use std::collections::HashSet;

use crate::roster::StudentRecord;
use crate::scoring::{
    DiagnosticType, IntelligenceObservations, MotivationObservations, RythmeObservations,
    SoutienObservations, StyleObservations,
};

/// Saved results of every diagnostic; `None` where a diagnostic was never saved.
#[derive(Debug, Clone, Default)]
pub struct GlobalData {
    pub rythme: Option<Vec<StudentRecord<RythmeObservations>>>,
    pub style: Option<Vec<StudentRecord<StyleObservations>>>,
    pub intelligences: Option<Vec<StudentRecord<IntelligenceObservations>>>,
    pub soutien: Option<Vec<StudentRecord<SoutienObservations>>>,
    pub motivation: Option<Vec<StudentRecord<MotivationObservations>>>,
}

impl GlobalData {
    /// Student names of every saved diagnostic, in diagnostic order.
    fn names(&self) -> impl Iterator<Item = &str> {
        fn names_of<O>(records: &Option<Vec<StudentRecord<O>>>) -> impl Iterator<Item = &str> {
            records.iter().flatten().map(|s| s.name.as_str())
        }

        names_of(&self.rythme)
            .chain(names_of(&self.style))
            .chain(names_of(&self.intelligences))
            .chain(names_of(&self.soutien))
            .chain(names_of(&self.motivation))
    }

    /// Number of saved rows per diagnostic (`None` when never saved).
    pub fn record_counts(&self) -> [(DiagnosticType, Option<usize>); 5] {
        [
            (DiagnosticType::Rythme, self.rythme.as_ref().map(Vec::len)),
            (DiagnosticType::Style, self.style.as_ref().map(Vec::len)),
            (DiagnosticType::Intelligences, self.intelligences.as_ref().map(Vec::len)),
            (DiagnosticType::SoutienFamilial, self.soutien.as_ref().map(Vec::len)),
            (DiagnosticType::MotivationParticipation, self.motivation.as_ref().map(Vec::len)),
        ]
    }
}

#[derive(Debug, Clone, PartialEq)]
pub struct RadarIndicator {
    pub subject: &'static str,
    /// Share of the diagnostic's students in the indicator's category, 0..=100.
    pub score: u32,
}

#[derive(Debug, Clone, PartialEq)]
pub struct GlobalSummary {
    /// Distinct names across all diagnostics (exact, case-sensitive match).
    pub total_unique_students: usize,
    /// Number of diagnostics that have saved results.
    pub diagnostics_with_data: usize,
    /// Saved rows per diagnostic, for diagnostics with at least one row.
    pub completion: Vec<(DiagnosticType, usize)>,
    pub radar: Vec<RadarIndicator>,
    pub text: String,
}

/// Radar score for one diagnostic, or `None` when it has no saved rows.
///
/// A diagnostic saved as an empty list is left out rather than plotted at 0, since
/// a share of zero students is undefined.
fn indicator<O>(
    subject: &'static str,
    records: &Option<Vec<StudentRecord<O>>>,
    category: &str,
) -> Option<RadarIndicator> {
    let records = records.as_ref().filter(|r| !r.is_empty())?;
    let matching = records.iter().filter(|s| s.category == category).count();
    let score = (matching as f64 / records.len() as f64 * 100.0).round() as u32;
    Some(RadarIndicator { subject, score })
}

/// Combine every diagnostic's results into the class overview.
///
/// Students are identified across diagnostics by their exact name string only. Two
/// spellings of one child count twice, and two children sharing a name count once.
pub fn cross_diagnostic_summary(data: &GlobalData) -> GlobalSummary {
    let unique: HashSet<&str> = data.names().collect();
    let total_unique_students = unique.len();

    let counts = data.record_counts();
    let diagnostics_with_data = counts.iter().filter(|(_, n)| n.is_some()).count();
    let completion = counts
        .iter()
        .filter_map(|(diagnostic, n)| n.filter(|n| *n > 0).map(|n| (*diagnostic, n)))
        .collect();

    let radar = [
        indicator("Rythme rapide", &data.rythme, "rapide"),
        indicator("Motivation haute", &data.motivation, "haute"),
        indicator("Soutien fort", &data.soutien, "fort"),
        indicator("Style visuel", &data.style, "visuel"),
    ]
    .into_iter()
    .flatten()
    .collect();

    let text = if total_unique_students == 0 {
        "Aucun diagnostic disponible.".to_string()
    } else {
        format!(
            "Analyse globale de {} élève(s) avec {} type(s) de diagnostic réalisé(s). \
             Les données permettent une vue d'ensemble des profils d'apprentissage de la classe.",
            total_unique_students, diagnostics_with_data
        )
    };

    GlobalSummary {
        total_unique_students,
        diagnostics_with_data,
        completion,
        radar,
        text,
    }
}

□ □ □

Required action -> Go through the records line by line, and copy each line that holds the string "Iterator".

Your response ->
    fn names(&self) -> impl Iterator<Item = &str> {
        fn names_of<O>(records: &Option<Vec<StudentRecord<O>>>) -> impl Iterator<Item = &str> {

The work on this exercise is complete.